Before we adopted I was very pro open adoption. I knew it was best for our son to know his roots and also felt closed adoption was cruel to birthparents. I failed to factor in how our relationship would unfold or how I would feel over time. Open adoption is hard emotional work, something I didn’t fully realize until I became an active participant. We’ve had regular in-person visits with Theo’s birthfamily since he was born. In earlier visits, it was common for one of us to break down under the sheer unspoken weight of what was going on. Fast forward almost three years, and our visits have lightened considerably. We now leave Theo with his birthparents and go out for brunch returning later to catch up.

But on to the question at hand:

How do I feel after a visit from Theo’s birthparents? I feel euphoric. I feel extreme joy. I feel relieved. Why? Not because “it’s over” but because inevitably, it went really well. Theo knows his birthparents better each time he sees them as do I. I get to see them grow up and make plans for their future.  I like them as people. I want to hear about their lives and their opinions. I hang onto every word. I want to know everything. I find myself starting at their features and mannersims looking for clues. I feel privileged and grateful that we get to unabashedly share Theo amazingness.
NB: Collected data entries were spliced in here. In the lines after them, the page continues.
//! Catalog listing.

use pharmacart_core::catalog;

/// One row per medicine: id, name, dosage, price, and stock.
#[must_use]
pub fn list() -> String {
    catalog::all()
        .iter()
        .map(|item| {
            format!(
                "{:>3}  {:<20} {:<8} {:>10}  {} in stock\n",
                item.id,
                item.name,
                item.dosage,
                item.unit_price().display(),
                item.quantity_available
            )
        })
        .collect()
}

#[cfg(test)]
mod tests {
    use super::*;

    #[test]
    fn test_lists_every_medicine() {
        let out = list();
        assert_eq!(out.lines().count(), catalog::all().len());
        assert!(out.contains("Paracetamol"));
        assert!(out.contains("₹"));
    }
}
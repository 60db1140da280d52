//! Order placement.
//!
//! Checkout snapshots the cart, charges the payment gateway, and on approval
//! appends the order and clears the cart. The charge and the follow-up run as
//! a spawned task, so the order is recorded even if the request that started
//! it goes away before the gateway answers.

use chrono::Utc;
use pharmacart_core::{CurrencyCode, CustomerInfo, Order};
use thiserror::Error;

use super::PaymentError;
use crate::state::AppState;

/// Errors that can occur while placing an order.
#[derive(Debug, Error)]
pub enum CheckoutError {
    /// There is nothing to pay for.
    #[error("cart is empty")]
    EmptyCart,

    /// Another payment for this cart is still with the gateway.
    #[error("a payment is already in progress")]
    InProgress,

    /// The gateway did not approve the charge. The cart is untouched.
    #[error(transparent)]
    Payment(#[from] PaymentError),

    /// The payment task stopped before finishing.
    #[error("checkout task failed: {0}")]
    Interrupted(String),
}

/// Charge for the current cart and record the order.
///
/// # Errors
///
/// Returns [`CheckoutError::EmptyCart`] if the cart is empty,
/// [`CheckoutError::InProgress`] if an earlier payment has not finished, and
/// [`CheckoutError::Payment`] if the gateway declines. None of these changes
/// the cart or the order history.
#[tracing::instrument(skip_all, fields(customer = %customer.email))]
pub async fn place_order(state: AppState, customer: CustomerInfo) -> Result<Order, CheckoutError> {
    let (cart, total) = {
        let mut stores = state.stores();
        if stores.checkout_in_flight {
            return Err(CheckoutError::InProgress);
        }
        let cart = stores.cart.cart().clone();
        if cart.is_empty() {
            return Err(CheckoutError::EmptyCart);
        }
        stores.checkout_in_flight = true;
        let total = cart.totals().total;
        (cart, total)
    };

    let gateway = state.payments();
    let task = tokio::spawn(async move {
        let charged = gateway.charge(total, CurrencyCode::INR).await;

        let mut stores = state.stores();
        stores.checkout_in_flight = false;
        let confirmation = charged?;
        let order = Order::from_cart(customer, &cart, confirmation.into_details(), Utc::now());
        stores.orders.append(order.clone());
        stores.cart.clear();
        Ok::<_, CheckoutError>(order)
    });

    task.await
        .map_err(|e| CheckoutError::Interrupted(e.to_string()))?
}

#[cfg(test)]
#[allow(clippy::unwrap_used)]
mod tests {
    use std::sync::Arc;
    use std::time::Duration;

    use pharmacart_core::storage::{CART_KEY, ORDERS_KEY};
    use pharmacart_core::{Email, KeyValueStore, ProductId, catalog};
    use rust_decimal::Decimal;

    use super::*;
    use crate::config::StorefrontConfig;
    use crate::services::MockPaymentGateway;
    use crate::storage::MemoryStorage;

    fn state(gateway: MockPaymentGateway) -> (Arc<MemoryStorage>, AppState) {
        let storage = Arc::new(MemoryStorage::new());
        let config = StorefrontConfig::from_lookup(|_| None).unwrap();
        let state = AppState::with_gateway(&config, storage.clone(), Arc::new(gateway)).unwrap();
        (storage, state)
    }

    fn customer() -> CustomerInfo {
        CustomerInfo {
            first_name: "Asha".to_string(),
            last_name: "Rao".to_string(),
            email: Email::parse("asha@example.com").unwrap(),
            phone: "9876543210".to_string(),
            address: "12 MG Road, Bengaluru".to_string(),
        }
    }

    fn fill_cart(state: &AppState) {
        let mut stores = state.stores();
        stores.cart.add_item(catalog::find(ProductId::new(1)).unwrap());
        stores.cart.add_item(catalog::find(ProductId::new(2)).unwrap());
        stores.cart.add_item(catalog::find(ProductId::new(2)).unwrap());
    }

    #[tokio::test]
    async fn test_successful_checkout_records_order_and_clears_cart() {
        let (storage, state) = state(MockPaymentGateway::new(Duration::ZERO));
        fill_cart(&state);

        let order = place_order(state.clone(), customer()).await.unwrap();
        assert_eq!(order.total, Decimal::new(244_875, 2));
        assert!(order.payment_details.id.starts_with("MOCK_"));

        let stores = state.stores();
        assert!(stores.cart.cart().is_empty());
        assert_eq!(stores.orders.orders(), [order]);
        assert!(storage.get(CART_KEY).is_none());
        assert!(storage.get(ORDERS_KEY).is_some());
    }

    #[tokio::test]
    async fn test_declined_payment_keeps_cart() {
        let (storage, state) = state(MockPaymentGateway::declining(Duration::ZERO));
        fill_cart(&state);

        let err = place_order(state.clone(), customer()).await.unwrap_err();
        assert!(matches!(err, CheckoutError::Payment(PaymentError::Declined(_))));

        let stores = state.stores();
        assert_eq!(stores.cart.item_count(), 3);
        assert!(stores.orders.orders().is_empty());
        assert!(storage.get(ORDERS_KEY).is_none());
    }

    #[tokio::test]
    async fn test_empty_cart_is_rejected() {
        let (_, state) = state(MockPaymentGateway::new(Duration::ZERO));
        let err = place_order(state, customer()).await.unwrap_err();
        assert!(matches!(err, CheckoutError::EmptyCart));
    }

    #[tokio::test]
    async fn test_concurrent_checkout_records_one_order() {
        let (_, state) = state(MockPaymentGateway::new(Duration::from_millis(50)));
        fill_cart(&state);

        let first = tokio::spawn(place_order(state.clone(), customer()));
        tokio::time::sleep(Duration::from_millis(10)).await;
        let second = place_order(state.clone(), customer()).await;
        assert!(matches!(second, Err(CheckoutError::InProgress)));

        assert!(first.await.unwrap().is_ok());
        let stores = state.stores();
        assert_eq!(stores.orders.orders().len(), 1);
        assert!(!stores.checkout_in_flight);
    }

    #[tokio::test]
    async fn test_declined_payment_allows_retry() {
        let (_, state) = state(MockPaymentGateway::declining(Duration::ZERO));
        fill_cart(&state);

        place_order(state.clone(), customer()).await.unwrap_err();
        let err = place_order(state.clone(), customer()).await.unwrap_err();
        assert!(matches!(err, CheckoutError::Payment(_)));
    }

    #[tokio::test]
    async fn test_abandoned_checkout_still_records_order() {
        let (_, state) = state(MockPaymentGateway::new(Duration::from_millis(50)));
        fill_cart(&state);

        let request = tokio::spawn(place_order(state.clone(), customer()));
        tokio::time::sleep(Duration::from_millis(10)).await;
        request.abort();

        tokio::time::sleep(Duration::from_millis(200)).await;
        let stores = state.stores();
        assert_eq!(stores.orders.orders().len(), 1);
        assert!(stores.cart.cart().is_empty());
    }
}
//! Order history listing.

use std::sync::Arc;

use chrono::Utc;
use pharmacart_core::KeyValueStore;
use pharmacart_storefront::services::OrderHistory;

/// One block per order with payment id, date, tracking stage, and lines.
#[must_use]
pub fn list(storage: Arc<dyn KeyValueStore>) -> String {
    let history = OrderHistory::load(storage);
    if history.orders().is_empty() {
        return "No orders recorded.\n".to_string();
    }

    let now = Utc::now();
    let mut out = String::new();
    for order in history.orders() {
        out.push_str(&format!(
            "{}  {}  {}  {}  ({})\n",
            order.payment_details.id,
            order.date.format("%Y-%m-%d %H:%M"),
            order.customer_info.full_name(),
            order.total_price(),
            order.tracking_stage(now).label()
        ));
        for line in &order.items {
            out.push_str(&format!("    {} x {}\n", line.item.name, line.quantity));
        }
    }
    out
}

#[cfg(test)]
#[allow(clippy::unwrap_used)]
mod tests {
    use pharmacart_core::storage::ORDERS_KEY;
    use pharmacart_storefront::storage::MemoryStorage;

    use super::*;

    const ORDERS: &str = r#"[{
        "customerInfo": {"firstName": "Asha", "lastName": "Rao", "email": "asha@example.com",
                         "phone": "9876543210", "address": "12 MG Road"},
        "items": [{"id": 1, "name": "Paracetamol", "description": "Pain relief",
                   "price": "449.25", "image": "/static/images/paracetamol.svg",
                   "category": "Pain Relief", "dosage": "500mg",
                   "quantity_available": 100, "quantity": 2}],
        "total": "948.50",
        "date": "2026-01-05T10:00:00Z",
        "paymentDetails": {"id": "MOCK_abc123xyz", "status": "COMPLETED",
                           "payerId": "MOCK_PAYER_def456uvw", "paymentMethod": "Card"}
    }]"#;

    #[test]
    fn test_lists_orders() {
        let storage = Arc::new(MemoryStorage::with_entries([(ORDERS_KEY, ORDERS)]));
        let out = list(storage);
        assert!(out.starts_with("MOCK_abc123xyz  2026-01-05 10:00  Asha Rao  ₹948.50"));
        assert!(out.contains("Out for Delivery"));
        assert!(out.contains("    Paracetamol x 2"));
    }

    #[test]
    fn test_no_orders() {
        assert_eq!(list(Arc::new(MemoryStorage::new())), "No orders recorded.\n");
    }
}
As another adoptive parent pointed out, birthparents may be the only people as enamoured with our child as we are!

Now ask me how I feel before a visit. Anxious isn’t a big enough word. ANXIOUS is more like it. The prospect of a visit brings up all my deepest fears around adoption. In an attempt to manage them, I obsessively clean the house: scouring, sorting, rearranging and fretting. I worry that the house will be a disaster. Then I worry that it will be too clean. I worry that Theo’s room won’t be cute enough. I worry that the fridge is too empty or too full. I worry that Theo will be a toddlery disaster, and we’ll look like bad parents. I worry that if Theo is in fine form, we’ll look redundant. I worry that when his birthparents see him, they’ll regret placing him for adoption or feel guilty that they did. I worry and worry and worry … until they arrive, and then all my fears vanish.

The more visits we have, the better I feel, and I believe the feeling is mutual.